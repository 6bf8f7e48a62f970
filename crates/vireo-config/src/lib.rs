//! Configuration for vireo tools.
//!
//! Configuration is read from `vireo.toml` (or `.vireo.toml`) at the workspace root:
//!
//! ```toml
//! [logging]
//! level = "debug"
//! json = false
//!
//! [overrides]
//! compare_type_arguments = false
//! match_setters = false
//! ```
//!
//! Every key is optional; unknown keys are rejected.

use std::path::{Path, PathBuf};
use std::sync::Once;

use schemars::JsonSchema;
use serde::{Deserialize, Serialize};
use thiserror::Error;
use tracing_subscriber::prelude::*;
use vireo_override::OverrideOptions;

/// File names probed by [`discover_config_path`], in order.
pub const CONFIG_FILE_NAMES: &[&str] = &["vireo.toml", ".vireo.toml"];

#[derive(Debug, Clone, Default, PartialEq, Serialize, Deserialize, JsonSchema)]
#[serde(deny_unknown_fields)]
#[schemars(deny_unknown_fields)]
pub struct VireoConfig {
    /// Global logging settings.
    #[serde(default)]
    pub logging: LoggingConfig,

    /// Override matching behavior.
    #[serde(default)]
    pub overrides: OverrideConfig,
}

#[derive(Debug, Clone, PartialEq, Serialize, Deserialize, JsonSchema)]
#[serde(deny_unknown_fields)]
#[schemars(deny_unknown_fields)]
pub struct LoggingConfig {
    /// A simple level (`info`, `debug`, ...) or a full `EnvFilter` directive string.
    #[serde(default = "LoggingConfig::default_level")]
    pub level: String,

    /// Emit logs as JSON lines.
    #[serde(default)]
    pub json: bool,

    /// Write logs to stderr.
    #[serde(default = "LoggingConfig::default_stderr")]
    pub stderr: bool,
}

impl LoggingConfig {
    fn default_level() -> String {
        "warn".to_owned()
    }

    fn default_stderr() -> bool {
        true
    }

    pub(crate) fn normalize_level_directives(input: &str) -> String {
        let trimmed = input.trim();
        if trimmed.is_empty() {
            return Self::default_level();
        }

        match trimmed.to_ascii_lowercase().as_str() {
            "trace" => "trace".to_owned(),
            "debug" => "debug".to_owned(),
            "info" => "info".to_owned(),
            "warn" | "warning" => "warn".to_owned(),
            "error" => "error".to_owned(),
            "off" | "none" => "off".to_owned(),
            _ => trimmed.to_owned(),
        }
    }

    fn config_env_filter(&self) -> tracing_subscriber::EnvFilter {
        let directives = Self::normalize_level_directives(&self.level);
        tracing_subscriber::EnvFilter::try_new(directives).unwrap_or_else(|_| {
            tracing_subscriber::EnvFilter::default()
                .add_directive(tracing_subscriber::filter::LevelFilter::WARN.into())
        })
    }

    /// The effective filter: the configured level, merged with `RUST_LOG` when set.
    pub fn env_filter(&self) -> tracing_subscriber::EnvFilter {
        let env_directives = std::env::var("RUST_LOG")
            .ok()
            .map(|value| value.trim().to_owned())
            .filter(|value| !value.is_empty());

        match env_directives {
            Some(env_directives) => {
                let config_directives = Self::normalize_level_directives(&self.level);
                let combined = format!("{config_directives},{env_directives}");
                tracing_subscriber::EnvFilter::try_new(combined)
                    .or_else(|_| tracing_subscriber::EnvFilter::try_new(env_directives))
                    .unwrap_or_else(|_| self.config_env_filter())
            }
            None => self.config_env_filter(),
        }
    }
}

impl Default for LoggingConfig {
    fn default() -> Self {
        Self {
            level: Self::default_level(),
            json: false,
            stderr: Self::default_stderr(),
        }
    }
}

#[derive(Debug, Clone, Copy, Default, PartialEq, Eq, Serialize, Deserialize, JsonSchema)]
#[serde(deny_unknown_fields)]
#[schemars(deny_unknown_fields)]
pub struct OverrideConfig {
    /// Require equal type arguments when two class types share an identity.
    #[serde(default)]
    pub compare_type_arguments: bool,

    /// Match one-parameter functions against mutable properties as setters.
    #[serde(default)]
    pub match_setters: bool,
}

impl From<OverrideConfig> for OverrideOptions {
    fn from(config: OverrideConfig) -> Self {
        OverrideOptions {
            compare_type_arguments: config.compare_type_arguments,
            match_setters: config.match_setters,
        }
    }
}

#[derive(Debug, Error)]
pub enum ConfigError {
    #[error("failed to read config file {path}: {source}")]
    Io {
        path: String,
        #[source]
        source: std::io::Error,
    },
    #[error("failed to parse toml config: {0}")]
    Toml(String),
}

impl From<toml::de::Error> for ConfigError {
    fn from(err: toml::de::Error) -> Self {
        // The default `Display` embeds a snippet of the input; keep only the message.
        ConfigError::Toml(err.message().to_owned())
    }
}

impl VireoConfig {
    pub fn load_from_path(path: impl AsRef<Path>) -> Result<Self, ConfigError> {
        let path = path.as_ref();
        let text = std::fs::read_to_string(path).map_err(|source| ConfigError::Io {
            path: path.display().to_string(),
            source,
        })?;
        Self::load_from_str(&text)
    }

    pub fn load_from_str(text: &str) -> Result<Self, ConfigError> {
        Ok(toml::from_str(text)?)
    }

    pub fn override_options(&self) -> OverrideOptions {
        self.overrides.into()
    }
}

/// Looks for a config file directly inside `dir`.
pub fn discover_config_path(dir: &Path) -> Option<PathBuf> {
    CONFIG_FILE_NAMES
        .iter()
        .map(|name| dir.join(name))
        .find(|candidate| candidate.is_file())
}

/// JSON schema of [`VireoConfig`].
pub fn json_schema() -> serde_json::Value {
    let schema = schemars::schema_for!(VireoConfig);
    serde_json::to_value(schema).unwrap_or(serde_json::Value::Null)
}

/// Installs the global `tracing` subscriber described by `config`.
///
/// Only the first call has an effect; later calls (and calls after another subscriber was
/// installed elsewhere) are ignored.
pub fn init_tracing(config: &LoggingConfig) {
    static INIT: Once = Once::new();
    INIT.call_once(|| {
        let text_layer = (config.stderr && !config.json).then(|| {
            tracing_subscriber::fmt::layer()
                .with_writer(std::io::stderr)
                .with_target(true)
        });
        let json_layer = (config.stderr && config.json).then(|| {
            tracing_subscriber::fmt::layer()
                .json()
                .with_writer(std::io::stderr)
        });

        let subscriber = tracing_subscriber::registry()
            .with(config.env_filter())
            .with(text_layer)
            .with(json_layer);

        if tracing::subscriber::set_global_default(subscriber).is_err() {
            tracing::debug!(
                target: "vireo.config",
                "global tracing subscriber already installed"
            );
        }
    });
}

■ What you should do
Find the word "JsonSchema" in the entries, then copy out every line that has it.

■ Answer below
use schemars::JsonSchema;
#[derive(Debug, Clone, Default, PartialEq, Serialize, Deserialize, JsonSchema)]
#[derive(Debug, Clone, PartialEq, Serialize, Deserialize, JsonSchema)]
#[derive(Debug, Clone, Copy, Default, PartialEq, Eq, Serialize, Deserialize, JsonSchema)]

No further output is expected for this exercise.